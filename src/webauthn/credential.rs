// Copyright 2023 Contributors to the Veraison project.
// SPDX-License-Identifier: Apache-2.0

use super::attestation::{AttestationFormat, AttestationType};
use super::authdata::Aaguid;
use super::base64::Bytes;
use super::cose::CoseKey;
use chrono::{DateTime, Utc};
use serde::{Deserialize, Serialize};

/// A verified credential, as returned by registration.  The caller persists it
/// and hands it back at every assertion.
#[derive(Debug, Clone, PartialEq, Eq, Serialize, Deserialize)]
pub struct Credential {
    pub id: Bytes,
    pub public_key: CoseKey,
    /// signature counter at registration, then as last persisted
    pub counter: u32,
    pub attestation_type: AttestationType,
    pub attestation_format: AttestationFormat,
    pub aaguid: Aaguid,
    pub created_at: DateTime<Utc>,
    pub user_verified: bool,
    pub backup_eligible: bool,
    pub backup_state: bool,
    #[serde(default)]
    pub transports: Vec<String>,
    /// the attestation chained to a configured root; false for `none` and
    /// `self` and for anything accepted under a permissive trust policy
    pub attestation_trusted: bool,
}

/// What navigator.credentials.get() returned, with binary members decoded
#[derive(Debug, Clone, PartialEq, Eq, Serialize, Deserialize)]
#[serde(rename_all = "camelCase")]
pub struct AssertionResponse {
    pub credential_id: Bytes,
    pub authenticator_data: Bytes,
    pub signature: Bytes,
    #[serde(rename = "clientDataJSON")]
    pub client_data_json: Bytes,
    #[serde(default, skip_serializing_if = "Option::is_none")]
    pub user_handle: Option<Bytes>,
}

#[derive(Debug, Clone, PartialEq, Eq, Serialize, Deserialize)]
pub struct VerifiedAssertion {
    pub credential_id: Bytes,
    /// the counter to persist
    pub new_counter: u32,
    pub flags: u8,
    pub user_verified: bool,
    pub backup_state: bool,
    /// the counter did not advance and the policy let it through
    pub counter_warning: bool,
}

#[cfg(test)]
mod tests {
    use super::*;

    #[test]
    fn assertion_response_json() {
        let j = r#"{
            "credentialId": "AQID",
            "authenticatorData": "BAUG",
            "signature": "BwgJ",
            "clientDataJSON": "e30"
        }"#;

        let r: AssertionResponse = serde_json::from_str(j).unwrap();

        assert_eq!(r.credential_id.as_slice(), &[1, 2, 3]);
        assert_eq!(r.authenticator_data.as_slice(), &[4, 5, 6]);
        assert_eq!(r.signature.as_slice(), &[7, 8, 9]);
        assert_eq!(r.client_data_json.as_slice(), b"{}");
        assert_eq!(r.user_handle, None);
    }

    #[test]
    fn credential_json() {
        let (_, key) = crate::webauthn::testutil::p256_credential();
        let c = Credential {
            id: Bytes::from(vec![0x11; 16]),
            public_key: key,
            counter: 5,
            attestation_type: AttestationType::SelfAttestation,
            attestation_format: AttestationFormat::Packed,
            aaguid: Aaguid::default(),
            created_at: Utc::now(),
            user_verified: true,
            backup_eligible: false,
            backup_state: false,
            transports: vec![],
            attestation_trusted: false,
        };

        let j = serde_json::to_value(&c).unwrap();
        assert_eq!(j["attestation_type"], "self");
        assert_eq!(j["attestation_format"], "packed");
        assert_eq!(j["id"], "EREREREREREREREREREREQ");

        let back: Credential = serde_json::from_value(j).unwrap();
        assert_eq!(back, c);
    }
}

════════════════════

Task requirements —
Go through the listing and write out each line exactly.

Exercise result —
filename src/webauthn/credential.rs
// Copyright 2023 Contributors to the Veraison project.
// SPDX-License-Identifier: Apache-2.0

use super::attestation::{AttestationFormat, AttestationType};
use super::authdata::Aaguid;
use super::base64::Bytes;
use super::cose::CoseKey;
use chrono::{DateTime, Utc};
use serde::{Deserialize, Serialize};

/// A verified credential, as returned by registration.  The caller persists it
/// and hands it back at every assertion.
#[derive(Debug, Clone, PartialEq, Eq, Serialize, Deserialize)]
pub struct Credential {
    pub id: Bytes,
    pub public_key: CoseKey,
    /// signature counter at registration, then as last persisted
    pub counter: u32,
    pub attestation_type: AttestationType,
    pub attestation_format: AttestationFormat,
    pub aaguid: Aaguid,
    pub created_at: DateTime<Utc>,
    pub user_verified: bool,
    pub backup_eligible: bool,
    pub backup_state: bool,
    #[serde(default)]
    pub transports: Vec<String>,
    /// the attestation chained to a configured root; false for `none` and
    /// `self` and for anything accepted under a permissive trust policy
    pub attestation_trusted: bool,
}

/// What navigator.credentials.get() returned, with binary members decoded
#[derive(Debug, Clone, PartialEq, Eq, Serialize, Deserialize)]
#[serde(rename_all = "camelCase")]
pub struct AssertionResponse {
    pub credential_id: Bytes,
    pub authenticator_data: Bytes,
    pub signature: Bytes,
    #[serde(rename = "clientDataJSON")]
    pub client_data_json: Bytes,
    #[serde(default, skip_serializing_if = "Option::is_none")]
    pub user_handle: Option<Bytes>,
}

#[derive(Debug, Clone, PartialEq, Eq, Serialize, Deserialize)]
pub struct VerifiedAssertion {
    pub credential_id: Bytes,
    /// the counter to persist
    pub new_counter: u32,
    pub flags: u8,
    pub user_verified: bool,
    pub backup_state: bool,
    /// the counter did not advance and the policy let it through
    pub counter_warning: bool,
}

#[cfg(test)]
mod tests {
    use super::*;

    #[test]
    fn assertion_response_json() {
        let j = r#"{
            "credentialId": "AQID",
            "authenticatorData": "BAUG",
            "signature": "BwgJ",
            "clientDataJSON": "e30"
        }"#;

        let r: AssertionResponse = serde_json::from_str(j).unwrap();

        assert_eq!(r.credential_id.as_slice(), &[1, 2, 3]);
        assert_eq!(r.authenticator_data.as_slice(), &[4, 5, 6]);
        assert_eq!(r.signature.as_slice(), &[7, 8, 9]);
        assert_eq!(r.client_data_json.as_slice(), b"{}");
        assert_eq!(r.user_handle, None);
    }

    #[test]
    fn credential_json() {
        let (_, key) = crate::webauthn::testutil::p256_credential();
        let c = Credential {
            id: Bytes::from(vec![0x11; 16]),
            public_key: key,
            counter: 5,
            attestation_type: AttestationType::SelfAttestation,
            attestation_format: AttestationFormat::Packed,
            aaguid: Aaguid::default(),
            created_at: Utc::now(),
            user_verified: true,
            backup_eligible: false,
            backup_state: false,
            transports: vec![],
            attestation_trusted: false,
        };

        let j = serde_json::to_value(&c).unwrap();
        assert_eq!(j["attestation_type"], "self");
        assert_eq!(j["attestation_format"], "packed");
        assert_eq!(j["id"], "EREREREREREREREREREREQ");

        let back: Credential = serde_json::from_value(j).unwrap();
        assert_eq!(back, c);
    }
}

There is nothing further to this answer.